[THE TASK] Print nothing but the lines below starting at the line that holds "async fn get_by_id(&self, id: Uuid)" and ending at the line that holds "let mut updated = stored.clone();", including both, each exactly as written.

*** Opening SOURCE MATERIAL ***

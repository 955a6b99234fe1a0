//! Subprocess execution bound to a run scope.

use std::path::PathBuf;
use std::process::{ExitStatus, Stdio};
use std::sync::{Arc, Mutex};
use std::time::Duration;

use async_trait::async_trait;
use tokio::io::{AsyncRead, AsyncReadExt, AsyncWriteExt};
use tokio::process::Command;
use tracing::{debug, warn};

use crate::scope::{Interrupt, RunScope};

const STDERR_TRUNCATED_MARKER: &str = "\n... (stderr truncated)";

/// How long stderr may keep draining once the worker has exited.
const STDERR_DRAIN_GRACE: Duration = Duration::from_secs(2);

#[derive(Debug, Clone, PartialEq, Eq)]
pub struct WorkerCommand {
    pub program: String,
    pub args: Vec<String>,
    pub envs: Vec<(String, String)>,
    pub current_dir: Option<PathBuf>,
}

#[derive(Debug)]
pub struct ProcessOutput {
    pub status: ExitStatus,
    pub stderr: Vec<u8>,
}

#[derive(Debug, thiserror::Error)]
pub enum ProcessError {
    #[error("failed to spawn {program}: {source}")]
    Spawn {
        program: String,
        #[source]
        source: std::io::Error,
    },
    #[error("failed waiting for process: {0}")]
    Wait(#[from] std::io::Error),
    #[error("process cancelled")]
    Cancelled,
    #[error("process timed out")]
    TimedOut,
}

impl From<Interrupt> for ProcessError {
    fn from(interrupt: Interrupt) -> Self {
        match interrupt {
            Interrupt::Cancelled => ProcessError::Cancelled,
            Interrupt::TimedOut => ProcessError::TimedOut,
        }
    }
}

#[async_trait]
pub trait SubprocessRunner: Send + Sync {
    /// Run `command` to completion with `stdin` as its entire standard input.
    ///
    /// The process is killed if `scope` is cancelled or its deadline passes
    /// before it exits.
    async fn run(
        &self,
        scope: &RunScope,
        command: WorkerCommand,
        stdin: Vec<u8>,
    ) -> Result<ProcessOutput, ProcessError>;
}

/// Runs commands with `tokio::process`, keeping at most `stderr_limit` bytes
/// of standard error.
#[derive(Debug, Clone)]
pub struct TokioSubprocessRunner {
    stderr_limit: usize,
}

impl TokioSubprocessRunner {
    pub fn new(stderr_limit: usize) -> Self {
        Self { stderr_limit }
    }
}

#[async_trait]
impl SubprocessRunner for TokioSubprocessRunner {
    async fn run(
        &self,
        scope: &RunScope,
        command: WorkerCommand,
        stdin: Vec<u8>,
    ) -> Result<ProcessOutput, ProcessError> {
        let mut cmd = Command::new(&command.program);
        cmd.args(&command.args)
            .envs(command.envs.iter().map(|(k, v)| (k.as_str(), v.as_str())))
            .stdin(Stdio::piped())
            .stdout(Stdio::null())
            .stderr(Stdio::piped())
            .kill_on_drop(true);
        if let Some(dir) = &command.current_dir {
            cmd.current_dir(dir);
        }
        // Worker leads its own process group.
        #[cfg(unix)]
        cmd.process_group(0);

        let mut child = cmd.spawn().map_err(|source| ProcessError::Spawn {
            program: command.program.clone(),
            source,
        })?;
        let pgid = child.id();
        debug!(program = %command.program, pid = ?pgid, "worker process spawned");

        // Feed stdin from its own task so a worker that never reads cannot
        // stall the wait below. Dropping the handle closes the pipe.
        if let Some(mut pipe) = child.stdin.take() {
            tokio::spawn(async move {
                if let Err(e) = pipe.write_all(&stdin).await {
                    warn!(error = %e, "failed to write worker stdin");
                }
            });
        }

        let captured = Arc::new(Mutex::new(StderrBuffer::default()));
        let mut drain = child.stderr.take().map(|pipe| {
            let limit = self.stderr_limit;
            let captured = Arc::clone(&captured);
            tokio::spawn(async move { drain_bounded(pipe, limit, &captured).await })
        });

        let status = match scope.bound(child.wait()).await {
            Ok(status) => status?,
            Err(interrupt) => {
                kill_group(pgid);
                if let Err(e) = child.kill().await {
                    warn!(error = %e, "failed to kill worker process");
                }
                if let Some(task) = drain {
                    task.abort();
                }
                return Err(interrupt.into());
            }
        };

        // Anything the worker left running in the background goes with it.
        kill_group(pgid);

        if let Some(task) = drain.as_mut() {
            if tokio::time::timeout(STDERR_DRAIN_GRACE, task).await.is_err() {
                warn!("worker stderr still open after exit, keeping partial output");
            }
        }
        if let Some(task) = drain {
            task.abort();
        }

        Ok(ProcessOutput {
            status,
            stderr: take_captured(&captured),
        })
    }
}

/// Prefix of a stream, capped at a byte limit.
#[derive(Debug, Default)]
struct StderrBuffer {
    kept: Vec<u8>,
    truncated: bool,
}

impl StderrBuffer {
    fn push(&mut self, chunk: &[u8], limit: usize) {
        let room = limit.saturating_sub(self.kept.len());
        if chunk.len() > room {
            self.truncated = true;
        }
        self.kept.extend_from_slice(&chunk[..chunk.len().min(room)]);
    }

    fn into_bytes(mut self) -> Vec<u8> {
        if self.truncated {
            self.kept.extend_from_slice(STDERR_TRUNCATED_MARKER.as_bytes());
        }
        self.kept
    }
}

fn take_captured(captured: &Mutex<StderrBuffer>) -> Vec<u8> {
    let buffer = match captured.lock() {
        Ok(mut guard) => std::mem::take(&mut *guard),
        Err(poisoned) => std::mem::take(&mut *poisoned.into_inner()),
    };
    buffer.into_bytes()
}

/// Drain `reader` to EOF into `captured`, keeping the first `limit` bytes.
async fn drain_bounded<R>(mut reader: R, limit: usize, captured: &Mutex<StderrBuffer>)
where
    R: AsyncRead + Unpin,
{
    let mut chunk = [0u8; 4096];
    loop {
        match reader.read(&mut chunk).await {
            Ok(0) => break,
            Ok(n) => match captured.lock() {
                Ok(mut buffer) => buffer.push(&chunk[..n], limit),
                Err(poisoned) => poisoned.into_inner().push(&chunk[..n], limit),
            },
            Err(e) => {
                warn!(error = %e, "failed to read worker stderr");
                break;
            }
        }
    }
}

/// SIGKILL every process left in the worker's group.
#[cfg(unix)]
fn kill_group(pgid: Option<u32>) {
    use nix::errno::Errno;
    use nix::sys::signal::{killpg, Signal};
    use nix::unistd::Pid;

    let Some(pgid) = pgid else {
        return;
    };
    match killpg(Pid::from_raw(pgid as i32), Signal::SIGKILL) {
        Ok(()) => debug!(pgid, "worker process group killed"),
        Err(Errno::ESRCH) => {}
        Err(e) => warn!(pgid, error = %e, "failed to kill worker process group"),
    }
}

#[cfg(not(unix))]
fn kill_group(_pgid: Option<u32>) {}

*** Closing SOURCE MATERIAL ***
*** Opening SOURCE MATERIAL ***

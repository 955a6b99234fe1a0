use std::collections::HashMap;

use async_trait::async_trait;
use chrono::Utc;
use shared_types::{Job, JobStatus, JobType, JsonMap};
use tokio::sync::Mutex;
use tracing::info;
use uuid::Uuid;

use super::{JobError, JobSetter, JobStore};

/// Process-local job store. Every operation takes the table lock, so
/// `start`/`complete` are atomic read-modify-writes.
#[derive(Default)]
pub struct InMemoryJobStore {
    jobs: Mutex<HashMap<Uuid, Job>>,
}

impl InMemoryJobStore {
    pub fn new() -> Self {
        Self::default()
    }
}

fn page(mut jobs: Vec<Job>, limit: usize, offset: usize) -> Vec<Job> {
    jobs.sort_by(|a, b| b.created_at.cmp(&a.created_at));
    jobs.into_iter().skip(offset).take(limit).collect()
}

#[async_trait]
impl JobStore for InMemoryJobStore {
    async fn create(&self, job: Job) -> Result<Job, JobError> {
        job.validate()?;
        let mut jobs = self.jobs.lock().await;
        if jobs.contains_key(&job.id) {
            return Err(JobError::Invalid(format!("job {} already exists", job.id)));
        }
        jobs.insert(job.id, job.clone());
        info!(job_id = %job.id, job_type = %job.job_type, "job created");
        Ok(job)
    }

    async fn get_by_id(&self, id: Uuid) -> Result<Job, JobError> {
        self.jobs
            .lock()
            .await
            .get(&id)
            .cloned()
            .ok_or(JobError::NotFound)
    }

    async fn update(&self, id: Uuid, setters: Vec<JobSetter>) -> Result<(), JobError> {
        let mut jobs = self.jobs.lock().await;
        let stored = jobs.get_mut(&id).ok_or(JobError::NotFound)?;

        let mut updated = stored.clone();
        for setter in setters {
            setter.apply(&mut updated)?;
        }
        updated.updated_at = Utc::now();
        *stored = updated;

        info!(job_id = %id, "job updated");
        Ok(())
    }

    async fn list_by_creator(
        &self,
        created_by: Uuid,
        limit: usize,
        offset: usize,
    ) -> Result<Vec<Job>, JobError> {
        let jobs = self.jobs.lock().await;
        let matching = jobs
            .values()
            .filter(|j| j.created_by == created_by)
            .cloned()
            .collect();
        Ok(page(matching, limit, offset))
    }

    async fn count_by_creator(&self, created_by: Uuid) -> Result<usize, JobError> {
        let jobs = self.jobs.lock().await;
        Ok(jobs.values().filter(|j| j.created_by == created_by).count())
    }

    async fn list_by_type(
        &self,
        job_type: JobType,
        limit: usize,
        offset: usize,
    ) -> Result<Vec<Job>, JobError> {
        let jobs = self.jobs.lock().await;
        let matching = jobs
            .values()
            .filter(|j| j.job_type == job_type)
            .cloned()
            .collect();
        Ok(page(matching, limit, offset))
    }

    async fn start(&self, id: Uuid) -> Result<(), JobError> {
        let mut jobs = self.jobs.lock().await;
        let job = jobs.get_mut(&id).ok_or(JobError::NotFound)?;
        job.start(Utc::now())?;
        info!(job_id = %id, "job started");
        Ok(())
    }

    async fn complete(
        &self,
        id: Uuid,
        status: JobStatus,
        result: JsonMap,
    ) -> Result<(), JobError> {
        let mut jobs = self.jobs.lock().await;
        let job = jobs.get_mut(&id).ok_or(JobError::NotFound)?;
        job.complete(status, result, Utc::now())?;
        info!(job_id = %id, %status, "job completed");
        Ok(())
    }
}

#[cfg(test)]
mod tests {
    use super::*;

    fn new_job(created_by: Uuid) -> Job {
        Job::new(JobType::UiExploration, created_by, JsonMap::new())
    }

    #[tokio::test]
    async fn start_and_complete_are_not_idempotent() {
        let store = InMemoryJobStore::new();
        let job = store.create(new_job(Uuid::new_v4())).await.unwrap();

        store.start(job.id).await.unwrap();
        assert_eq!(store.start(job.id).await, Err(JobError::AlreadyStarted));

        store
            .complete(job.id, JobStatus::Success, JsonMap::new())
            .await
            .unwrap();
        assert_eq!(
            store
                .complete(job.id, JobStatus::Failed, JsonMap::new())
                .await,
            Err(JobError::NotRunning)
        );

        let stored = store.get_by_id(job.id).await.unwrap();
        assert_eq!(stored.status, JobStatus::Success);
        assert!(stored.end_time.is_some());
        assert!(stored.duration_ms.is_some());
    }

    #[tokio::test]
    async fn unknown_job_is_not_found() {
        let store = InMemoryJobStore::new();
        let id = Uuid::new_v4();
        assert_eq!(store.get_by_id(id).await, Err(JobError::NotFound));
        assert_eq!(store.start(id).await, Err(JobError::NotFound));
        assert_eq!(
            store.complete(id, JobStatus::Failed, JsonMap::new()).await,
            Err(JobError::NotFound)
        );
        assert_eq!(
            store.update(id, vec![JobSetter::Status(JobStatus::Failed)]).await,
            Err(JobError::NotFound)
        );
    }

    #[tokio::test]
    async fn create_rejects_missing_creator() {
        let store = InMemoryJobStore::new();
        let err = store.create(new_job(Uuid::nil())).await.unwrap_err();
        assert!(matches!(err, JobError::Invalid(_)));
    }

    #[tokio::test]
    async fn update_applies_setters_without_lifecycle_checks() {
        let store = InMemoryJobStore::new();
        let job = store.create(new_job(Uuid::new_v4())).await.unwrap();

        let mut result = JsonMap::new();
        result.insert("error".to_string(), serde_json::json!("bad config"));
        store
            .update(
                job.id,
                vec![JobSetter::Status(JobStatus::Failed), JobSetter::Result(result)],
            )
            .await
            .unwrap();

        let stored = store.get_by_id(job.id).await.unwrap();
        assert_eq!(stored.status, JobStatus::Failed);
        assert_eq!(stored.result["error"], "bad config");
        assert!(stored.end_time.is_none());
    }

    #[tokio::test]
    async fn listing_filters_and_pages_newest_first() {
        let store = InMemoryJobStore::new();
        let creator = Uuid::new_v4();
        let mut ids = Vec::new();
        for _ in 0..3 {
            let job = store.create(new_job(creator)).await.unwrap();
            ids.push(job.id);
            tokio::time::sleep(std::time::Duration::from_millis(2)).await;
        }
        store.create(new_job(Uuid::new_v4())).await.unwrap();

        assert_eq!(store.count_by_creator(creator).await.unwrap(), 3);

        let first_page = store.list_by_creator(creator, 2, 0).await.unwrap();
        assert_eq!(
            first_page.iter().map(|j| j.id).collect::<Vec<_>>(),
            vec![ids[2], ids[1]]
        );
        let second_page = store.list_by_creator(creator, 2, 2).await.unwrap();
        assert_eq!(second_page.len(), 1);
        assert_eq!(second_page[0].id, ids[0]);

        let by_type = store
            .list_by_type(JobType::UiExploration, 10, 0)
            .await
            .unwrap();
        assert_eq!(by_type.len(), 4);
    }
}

*** Closing SOURCE MATERIAL ***
*** Opening SOURCE MATERIAL ***

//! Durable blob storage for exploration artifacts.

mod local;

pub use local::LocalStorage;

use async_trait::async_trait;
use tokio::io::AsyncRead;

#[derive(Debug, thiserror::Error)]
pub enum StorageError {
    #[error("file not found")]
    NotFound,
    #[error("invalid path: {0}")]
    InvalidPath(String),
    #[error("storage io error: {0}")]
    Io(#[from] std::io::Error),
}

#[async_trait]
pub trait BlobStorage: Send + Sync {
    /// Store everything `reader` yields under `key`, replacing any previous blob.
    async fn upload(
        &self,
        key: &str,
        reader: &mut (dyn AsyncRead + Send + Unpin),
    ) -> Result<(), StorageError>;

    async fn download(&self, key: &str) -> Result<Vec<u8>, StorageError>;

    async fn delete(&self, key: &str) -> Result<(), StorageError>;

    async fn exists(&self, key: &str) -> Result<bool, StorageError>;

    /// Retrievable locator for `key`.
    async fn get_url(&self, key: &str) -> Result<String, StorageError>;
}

*** Closing SOURCE MATERIAL ***

[SOLUTION TO THIS TASK]
    async fn get_by_id(&self, id: Uuid) -> Result<Job, JobError> {
        self.jobs
            .lock()
            .await
            .get(&id)
            .cloned()
            .ok_or(JobError::NotFound)
    }

    async fn update(&self, id: Uuid, setters: Vec<JobSetter>) -> Result<(), JobError> {
        let mut jobs = self.jobs.lock().await;
        let stored = jobs.get_mut(&id).ok_or(JobError::NotFound)?;

        let mut updated = stored.clone();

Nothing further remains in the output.